EPSRC Reference: GR/R16419/01
Title: New Anodes For the Direct Methanol Fuel Cell
Principal Investigator: Scott, Professor K
Other Investigators:
Roy, Professor S Christensen, Professor P
Researcher Co-Investigators:
Project Partners:
ICI Johnson Matthey
Department: Chemical Engineering & Advanced Material
Organisation: Newcastle University
Scheme: Standard Research (Pre-FEC)
Starts: 01 August 2001 Ends: 30 September 2004 Value (£): 181,553
EPSRC Research Topic Classifications:
Electrochemical Science & Eng. Fuel Cell Technologies
Materials Processing
EPSRC Industrial Sector Classifications:
Chemicals Energy
Construction
Related Grants:
Panel History:  
Summary on Grant Application Form
The aim of this research is the design, fabrication, electrochemical testing and engineering evaluation of direct methanol fuel cell electrodes based on electrocatalyst coated expanded metal and mini mesh structures. In operation the liquid feed DMFC oxidises an aqueous methanol solution, in conjunction with the reduction of oxygen to water and carbon dioxide is released as a gas from the anode structure. The current structure of the anode is far from suitable for the transport and release of carbon dioxide gas from the electrode and results in considerable hydrodynamic and mass transport limitations for methanol at the anode. This in turn leads to significant electrode polarisation when medium to low methanol concentrations are used. In the sister technology of gas evolving electrolysers issues of polarisation and poor mass transport are resolved by using electrodes that are typically expanded metal, or mesh, with electrocatalyst coatings in contact with the membrane. The research will investigate electrocatalyst deposition onto mesh and expanded metal substrates and fabrication of fuel cells thereof.
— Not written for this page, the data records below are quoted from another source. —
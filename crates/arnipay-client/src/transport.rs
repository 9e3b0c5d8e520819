//! HTTP transport seam. The client only builds and signs requests; sending
//! them is delegated to a [`Transport`].

use std::future::Future;

use arnipay::ArnipayError;
use reqwest::header::HeaderMap;
use reqwest::Method;

use crate::config::ClientConfig;

/// A fully signed request, ready to send.
#[derive(Debug, Clone)]
pub struct TransportRequest {
    pub method: Method,
    pub url: String,
    pub headers: HeaderMap,
    pub body: String,
}

#[derive(Debug, Clone)]
pub struct TransportResponse {
    pub status: u16,
    pub body: Vec<u8>,
}

/// Sends signed requests. Connection failures map to
/// [`ArnipayError::Transport`]; any HTTP status is a successful send.
pub trait Transport: Send + Sync {
    fn send(
        &self,
        request: TransportRequest,
    ) -> impl Future<Output = Result<TransportResponse, ArnipayError>> + Send;
}

/// Default transport backed by `reqwest`. Redirects are disabled.
#[derive(Debug, Clone)]
pub struct ReqwestTransport {
    http: reqwest::Client,
}

impl ReqwestTransport {
    pub fn new(config: &ClientConfig) -> Result<Self, ArnipayError> {
        let http = reqwest::Client::builder()
            .redirect(reqwest::redirect::Policy::none())
            .danger_accept_invalid_certs(!config.verify_ssl)
            .timeout(config.timeout)
            .build()
            .map_err(|e| ArnipayError::Config(format!("failed to build HTTP client: {e}")))?;
        Ok(Self { http })
    }
}

impl Transport for ReqwestTransport {
    async fn send(&self, request: TransportRequest) -> Result<TransportResponse, ArnipayError> {
        let mut builder = self
            .http
            .request(request.method, &request.url)
            .headers(request.headers);
        if !request.body.is_empty() {
            builder = builder.body(request.body);
        }

        let resp = builder
            .send()
            .await
            .map_err(|e| ArnipayError::Transport(format!("request failed: {e}")))?;

        let status = resp.status().as_u16();
        let body = resp
            .bytes()
            .await
            .map_err(|e| ArnipayError::Transport(format!("failed to read response body: {e}")))?;

        Ok(TransportResponse {
            status,
            body: body.to_vec(),
        })
    }
}
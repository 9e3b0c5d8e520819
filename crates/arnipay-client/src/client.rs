use arnipay::ArnipayError;
use reqwest::Method;
use serde_json::Value;

use crate::config::ClientConfig;
use crate::signer::OutboundRequestSigner;
use crate::transport::{ReqwestTransport, Transport, TransportRequest, TransportResponse};

const DEFAULT_ERROR_MESSAGE: &str = "API request failed";

/// Authenticated client for the Arnipay REST API.
///
/// Every request is signed with a fresh timestamp before it reaches the
/// transport; a request that cannot be fully signed is never sent.
#[derive(Debug, Clone)]
pub struct Client<T = ReqwestTransport> {
    config: ClientConfig,
    signer: OutboundRequestSigner,
    transport: T,
}

impl Client<ReqwestTransport> {
    pub fn new(config: ClientConfig) -> Result<Self, ArnipayError> {
        config.validate()?;
        let transport = ReqwestTransport::new(&config)?;
        Self::with_transport(config, transport)
    }

    pub fn from_env() -> Result<Self, ArnipayError> {
        Self::new(ClientConfig::from_env()?)
    }
}

impl<T: Transport> Client<T> {
    pub fn with_transport(config: ClientConfig, transport: T) -> Result<Self, ArnipayError> {
        config.validate()?;
        let signer =
            OutboundRequestSigner::new(config.client_id.clone(), config.private_key.as_bytes());
        Ok(Self {
            config,
            signer,
            transport,
        })
    }

    pub fn config(&self) -> &ClientConfig {
        &self.config
    }

    pub fn transport(&self) -> &T {
        &self.transport
    }

    /// Send a signed request to `endpoint` (relative to the base URL) and
    /// return the decoded JSON response.
    ///
    /// `data` is sent as a JSON body only for POST/PUT/PATCH and only when it
    /// is non-empty. Status codes >= 400 become [`ArnipayError::Http`].
    pub async fn request(
        &self,
        method: Method,
        endpoint: &str,
        data: Option<&Value>,
    ) -> Result<Value, ArnipayError> {
        let url = format!("{}{}", self.config.base_url.trim_end_matches('/'), endpoint);

        let body = match data {
            Some(data) if sends_body(&method) && !is_empty(data) => serde_json::to_string(data)?,
            _ => String::new(),
        };

        let headers = self
            .signer
            .sign(method.as_str(), &url, &body)
            .to_header_map()?;

        tracing::debug!(method = %method, endpoint = %endpoint, "sending API request");

        let response = self
            .transport
            .send(TransportRequest {
                method: method.clone(),
                url,
                headers,
                body,
            })
            .await
            .inspect_err(|e| {
                tracing::warn!(
                    method = %method,
                    endpoint = %endpoint,
                    error = %e,
                    "API request failed"
                )
            })?;

        decode_response(response).inspect_err(|e| {
            tracing::warn!(
                method = %method,
                endpoint = %endpoint,
                status = ?e.status_code(),
                error = %e,
                "API returned an error"
            )
        })
    }
}

fn sends_body(method: &Method) -> bool {
    matches!(*method, Method::POST | Method::PUT | Method::PATCH)
}

fn is_empty(data: &Value) -> bool {
    match data {
        Value::Null => true,
        Value::Object(map) => map.is_empty(),
        Value::Array(items) => items.is_empty(),
        _ => false,
    }
}

fn decode_response(response: TransportResponse) -> Result<Value, ArnipayError> {
    if response.status >= 400 {
        let parsed: Option<Value> = serde_json::from_slice(&response.body).ok();
        let message = parsed
            .as_ref()
            .and_then(|v| v.get("message"))
            .and_then(Value::as_str)
            .unwrap_or(DEFAULT_ERROR_MESSAGE)
            .to_string();
        let errors = parsed
            .as_ref()
            .and_then(|v| v.get("errors"))
            .and_then(Value::as_object)
            .cloned();

        return Err(ArnipayError::Http {
            status: response.status,
            message,
            errors,
        });
    }

    if response.body.iter().all(u8::is_ascii_whitespace) {
        return Ok(Value::Null);
    }
    Ok(serde_json::from_slice(&response.body)?)
}

/// The response's `data` member, or `default` when it is absent or null.
pub(crate) fn take_data(mut response: Value, default: Value) -> Value {
    match response.get_mut("data").map(Value::take) {
        Some(Value::Null) | None => default,
        Some(data) => data,
    }
}
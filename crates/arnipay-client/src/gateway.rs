use arnipay::{ArnipayError, WebhookHandler};
use reqwest::Method;
use serde_json::{json, Value};

use crate::client::{take_data, Client};
use crate::config::ClientConfig;
use crate::payment_builder::PaymentBuilder;
use crate::payment_link::PaymentLinks;
use crate::transaction::Transactions;
use crate::transport::{ReqwestTransport, Transport};

/// Entry point bundling the signed client with its endpoint groups.
#[derive(Debug, Clone)]
pub struct Arnipay<T = ReqwestTransport> {
    client: Client<T>,
}

impl Arnipay<ReqwestTransport> {
    /// Production client, or the sandbox when `sandbox` is set.
    pub fn new(
        client_id: impl Into<String>,
        private_key: impl Into<String>,
        sandbox: bool,
    ) -> Result<Self, ArnipayError> {
        let mut config = ClientConfig::new(client_id, private_key);
        if sandbox {
            config = config.sandbox();
        }
        Ok(Self::with_client(Client::new(config)?))
    }

    pub fn from_env() -> Result<Self, ArnipayError> {
        Ok(Self::with_client(Client::from_env()?))
    }
}

impl<T: Transport> Arnipay<T> {
    pub fn with_client(client: Client<T>) -> Self {
        Self { client }
    }

    pub fn client(&self) -> &Client<T> {
        &self.client
    }

    /// Start building a payment link.
    pub fn payment(&self) -> PaymentBuilder<'_, T> {
        PaymentBuilder::new(&self.client)
    }

    pub fn payment_links(&self) -> PaymentLinks<'_, T> {
        PaymentLinks::new(&self.client)
    }

    pub fn transaction(&self) -> Transactions<'_, T> {
        Transactions::new(&self.client)
    }

    /// Webhook handler for the canonical scheme keyed with `secret`.
    pub fn webhook(&self, secret: impl Into<Vec<u8>>) -> WebhookHandler {
        WebhookHandler::new(secret)
    }

    /// Payment methods enabled for this merchant.
    pub async fn payment_methods(&self) -> Result<Value, ArnipayError> {
        let response = self
            .client
            .request(Method::GET, "/payment_methods", None)
            .await?;
        Ok(take_data(response, json!([])))
    }
}

#[cfg(test)]
mod tests {
    use super::*;
    use crate::testing::MockTransport;
    use arnipay::WebhookScheme;

    fn arnipay(transport: MockTransport) -> Arnipay<MockTransport> {
        let config = ClientConfig::new("demo-client", "pk");
        Arnipay::with_client(Client::with_transport(config, transport).unwrap())
    }

    #[test]
    fn sandbox_flag_selects_base_url() {
        let live = Arnipay::new("demo-client", "pk", false).unwrap();
        assert_eq!(live.client().config().base_url, arnipay::DEFAULT_BASE_URL);

        let sandbox = Arnipay::new("demo-client", "pk", true).unwrap();
        assert_eq!(sandbox.client().config().base_url, arnipay::SANDBOX_BASE_URL);
    }

    #[test]
    fn rejects_missing_credentials() {
        assert!(matches!(
            Arnipay::new("", "pk", false),
            Err(ArnipayError::Config(_))
        ));
    }

    #[tokio::test]
    async fn payment_methods_returns_data() {
        let sdk = arnipay(MockTransport::ok(json!({"data": ["card", "qr"]})));
        assert_eq!(sdk.payment_methods().await.unwrap(), json!(["card", "qr"]));
        assert_eq!(
            sdk.client().transport().last_request().url,
            "https://arnipay.com.py/api/v1/payment_methods"
        );
    }

    #[tokio::test]
    async fn payment_methods_defaults_to_empty() {
        let sdk = arnipay(MockTransport::ok(json!({"message": "ok"})));
        assert_eq!(sdk.payment_methods().await.unwrap(), json!([]));
    }

    #[test]
    fn webhook_uses_canonical_scheme() {
        let sdk = arnipay(MockTransport::ok(json!({})));
        assert_eq!(sdk.webhook("whsec").scheme(), WebhookScheme::CanonicalSigningV1);
    }
}
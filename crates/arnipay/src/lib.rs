//! Request signing and webhook verification for the Arnipay payment gateway.
//!
//! # Canonical signing (`CanonicalSigningV1`)
//!
//! Outbound API calls and inbound webhooks share one signature format: an
//! HMAC-SHA256 over a newline-joined canonical string of method, URI,
//! timestamp, client id and the base64 SHA-256 of the body. See
//! [`signature`] for the exact layout.
//!
//! # Simple shared secret (`SimpleSharedSecret`)
//!
//! An older webhook format signs only the raw body:
//! `X-Webhook-Signature: sha256=<hex>`. See [`SimpleVerifier`].
//!
//! # Quick example (webhook)
//!
//! ```no_run
//! use arnipay::WebhookHandler;
//! use http::HeaderMap;
//!
//! let handler = WebhookHandler::new("whsec_...");
//! # let headers = HeaderMap::new();
//! # let body = "";
//! match handler.process(Some("POST"), Some("/webhooks/arnipay"), &headers, body) {
//!     Ok(Some(event)) if event.is_paid() => {
//!         println!("paid: {:?}", event.get_str("payment_id"));
//!     }
//!     Ok(_) => {}
//!     Err(e) => eprintln!("rejected ({:?}): {e}", e.status_code()),
//! }
//! ```

pub mod constants;
pub mod error;
pub mod event;
pub mod handler;
pub mod hmac;
pub mod security;
pub mod signature;
pub mod webhook;

#[cfg(feature = "actix")]
pub mod actix;

pub use constants::*;
pub use error::ArnipayError;
pub use event::{WebhookEvent, WebhookEventView};
pub use handler::{WebhookHandler, WebhookScheme};
pub use signature::{build_canonical_string, extract_uri, SignatureService};
pub use webhook::{CanonicalVerifier, SimpleVerifier, WebhookRequest};
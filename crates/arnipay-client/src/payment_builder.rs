use arnipay::ArnipayError;
use serde::Serialize;
use serde_json::{json, Map, Value};

use crate::client::Client;
use crate::payment_link::PaymentLinks;
use crate::transport::Transport;

/// Fluent builder for payment links.
///
/// ```no_run
/// # async fn demo(arnipay: arnipay_client::Arnipay) -> Result<(), arnipay::ArnipayError> {
/// let url = arnipay
///     .payment()
///     .amount(150000.0)
///     .title("Order 42")
///     .allow(["card", "qr"])
///     .redirect("https://shop.example/ok", Some("https://shop.example/fail"))
///     .create_url()
///     .await?;
/// # Ok(()) }
/// ```
#[derive(Debug)]
pub struct PaymentBuilder<'a, T> {
    client: &'a Client<T>,
    amount: Option<f64>,
    title: Option<String>,
    description: Option<String>,
    extra: Map<String, Value>,
    error: Option<serde_json::Error>,
}

impl<'a, T: Transport> PaymentBuilder<'a, T> {
    pub fn new(client: &'a Client<T>) -> Self {
        Self {
            client,
            amount: None,
            title: None,
            description: None,
            extra: Map::new(),
            error: None,
        }
    }

    pub fn amount(mut self, amount: f64) -> Self {
        self.amount = Some(amount);
        self
    }

    pub fn title(mut self, title: impl Into<String>) -> Self {
        self.title = Some(title.into());
        self
    }

    pub fn description(mut self, description: impl Into<String>) -> Self {
        self.description = Some(description.into());
        self
    }

    /// Restrict the payment methods offered on the link.
    pub fn allow<I, S>(mut self, methods: I) -> Self
    where
        I: IntoIterator<Item = S>,
        S: Into<String>,
    {
        let methods: Vec<String> = methods.into_iter().map(Into::into).collect();
        self.extra.insert("payment_methods".into(), json!(methods));
        self
    }

    /// Merchant-side reference echoed back in webhooks.
    pub fn reference(mut self, reference: impl Into<String>) -> Self {
        self.extra.insert("reference".into(), Value::String(reference.into()));
        self
    }

    pub fn redirect(mut self, success: impl Into<String>, failure: Option<&str>) -> Self {
        self.extra
            .insert("approved_redirection_url".into(), Value::String(success.into()));
        if let Some(failure) = failure {
            self.extra
                .insert("failed_redirection_url".into(), json!(failure));
        }
        self
    }

    /// Any other field accepted by the `/payment` endpoint.
    /// A value that fails to serialize makes [`into_body`](Self::into_body) fail.
    pub fn with(mut self, key: impl Into<String>, value: impl Serialize) -> Self {
        match serde_json::to_value(value) {
            Ok(value) => {
                self.extra.insert(key.into(), value);
            }
            Err(e) if self.error.is_none() => self.error = Some(e),
            Err(_) => {}
        }
        self
    }

    /// The request body this builder would send.
    pub fn into_body(self) -> Result<Map<String, Value>, ArnipayError> {
        if let Some(e) = self.error {
            return Err(ArnipayError::SerdeError(e));
        }
        let amount = self
            .amount
            .ok_or_else(|| ArnipayError::InvalidRequest("payment amount is required".into()))?;
        let title = self
            .title
            .as_deref()
            .filter(|t| !t.is_empty())
            .ok_or_else(|| ArnipayError::InvalidRequest("payment title is required".into()))?;

        Ok(crate::payment_link::create_body(
            amount,
            title,
            self.description.as_deref(),
            self.extra,
        ))
    }

    /// Create the payment link and return the API's `data` object.
    pub async fn create(self) -> Result<Value, ArnipayError> {
        let client = self.client;
        let body = self.into_body()?;
        PaymentLinks::new(client).create_from_body(body).await
    }

    /// Create the payment link and return only its checkout URL.
    pub async fn create_url(self) -> Result<Option<String>, ArnipayError> {
        let link = self.create().await?;
        Ok(link.get("url").and_then(Value::as_str).map(str::to_string))
    }
}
The electrocatalytic properties of the anode will be studied using a range of electrochemical and spectroscopic methods. Power performance and stability of the cells will be studied. The data will be used to generate a mathematical model of the cell.The technological benefits that could arise from this avenue of research are higher power densities, more flexible operation- greater range of methanol concentrations accessible, relatively simple anode fabrication- expanded metals and coated anode manufacturers are well established and more versatile cell design based on thin, lightweight metal components- material and conductivity limitations of the carbon cloth and bipolar plate can be eliminated.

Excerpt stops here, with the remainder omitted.